THE MORNING AFTER BIRTHDAY HANGOVER


By Akin Ojumu

In the piece I wrote yesterday about birthdays titled, “Blow the Candle and Make a Wish”, I described the origins of birthday celebrations. I also chronicled the debauchery, decadence, and death that characterized the only two birthday celebrations mentioned in the Bible. 
 
There’s another thing about birthday celebrations that I deliberately left out of that write-up. It is the feeling I usually get the morning after every birthday. You can call it the morning after effect of birthday celebrations. I omitted it from yesterday’s write-up as a sort of self-experiment, to see if I’ll still feel the same way this morning.

There’s a lot of similarities between birthday celebrations and binge drinking, and I’ll explain. 

You see, birthdays can be likened to a teetotaler who, totally out of character, decides to embark on an alcohol binge and he goes off and drinks himself to stupor. He wakes up the next morning with severe hangover. He is confused, his head feels like a ton of bricks, his stomach is churning like a grinder, he feels like throwing up and he is retching repeatedly. Drenched in cold sweat, his shirt sticks to his body like someone taking a shower fully dressed. Confused and not knowing where he is, he becomes agitated and irritable. As he stumbles around unable to stand up straight, he steps outside into the sun and his bloodshot eyes hurt as though they are on fire.
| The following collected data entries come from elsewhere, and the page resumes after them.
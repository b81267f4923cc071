//! Taskmasters overheard by a walker who hears anyone on or next to
//! (including diagonally) the cell it stands on.

use crate::templates::prelude::*;

pub struct Eavesdropping;

static INFO: TemplateInfo = TemplateInfo {
    id: "3237",
    title: "Uhode",
    category: Category::Implementation,
    input: &[
        Field::int("n"),
        Field::int("taskmaster").repeat("2 * n"),
        Field::int("k"),
        Field::word("walk"),
    ],
    output: &[Field::int("overheard").until_end()],
    constraints: &[
        "1 <= n <= 100",
        "-1000 <= taskmaster coordinates <= 1000",
        "1 <= k <= 100, walk has k moves over I (east), S (north), Z (west), J (south)",
        "prints -1 when nobody is overheard",
    ],
    samples: &[
        Sample {
            input: "3\n3 4\n-1 0\n5 2\n8\nSSSIIISS\n",
            output: "1\n2\n",
        },
        Sample {
            input: "2\n10 10\n-5 3\n3\nZZJ\n",
            output: "-1\n",
        },
    ],
};

#[derive(Debug, Clone)]
pub struct Input {
    pub taskmasters: Vec<(i32, i32)>,
    pub walk: Vec<(i32, i32)>,
}

impl Template for Eavesdropping {
    type Input = Input;
    /// 1-based indices of overheard taskmasters.
    type Output = Vec<usize>;

    fn info(&self) -> &'static TemplateInfo {
        &INFO
    }

    fn parse(&self, sc: &mut Scanner<'_>) -> Result<Input, InputError> {
        let n = sc.next_in("n", 1..=100usize)?;
        let taskmasters = (0..n)
            .map(|_| Ok((sc.next_in("taskmaster", -1000..=1000)?, sc.next_in("taskmaster", -1000..=1000)?)))
            .collect::<Result<_, InputError>>()?;
        let k = sc.next_in("k", 1..=100usize)?;
        let walk = sc
            .word_of_len("walk", k)?
            .bytes()
            .map(|b| match b {
                b'I' => Ok((1, 0)),
                b'S' => Ok((0, 1)),
                b'Z' => Ok((-1, 0)),
                b'J' => Ok((0, -1)),
                _ => Err(InputError::constraint("walk", format!("unknown move {:?}", b as char))),
            })
            .collect::<Result<_, _>>()?;
        Ok(Input { taskmasters, walk })
    }

    fn solve(&self, input: &Input) -> Vec<usize> {
        let mut heard = vec![false; input.taskmasters.len()];
        let mut at = (0, 0);
        let stops = std::iter::once((0, 0)).chain(input.walk.iter().copied());
        for (dx, dy) in stops {
            at = (at.0 + dx, at.1 + dy);
            for (i, &(x, y)) in input.taskmasters.iter().enumerate() {
                if (x - at.0).abs() <= 1 && (y - at.1).abs() <= 1 {
                    heard[i] = true;
                }
            }
        }
        (1..=heard.len()).filter(|&i| heard[i - 1]).collect()
    }

    fn render(&self, output: &Vec<usize>, out: &mut String) {
        if output.is_empty() {
            push_line(out, ["-1"]);
        }
        for i in output {
            push_line(out, [i]);
        }
    }
}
On your birthday, you have 1 million and one people reaching out to you with prayers and birthday wishes on social media. Your phone doesn't seem to stop ringing. Ping ping ping, another text message and another e-mail message has just popped on your screen. Friends and family drown you in a sea of glowing words. Other folks you don't even know – seeing what is happening and not wanting to be left out of the trending thing – join the bandwagon, they jump onto the social media viral birthday wishes train with likes and emoji hearts. 

But then you, the birthday boy, wakes up the next morning, you check your phone and not a single person wishes you good morning or says hello. Even if, like Eddy Murphy in Coming to America Part 1, you stick your head out of the window and yelled, "Guten morgen, mein nachbar!!!" – i.e., “Good morning, my neighbor!!!” – all you hear is crickets. Nobody responds, nobody cares, no likes, no hearts, no nothing, everybody has moved on to the next trending thing.

That empty feeling in the pit of your stomach is one other reason I don’t celebrate birthdays. For me, it is much better to quietly jubilate over each and every day that I wake up alive and still kicking than to be left feeling morose after a binge of attention. That gives me a much more soothing feeling and it suits me more than anything else.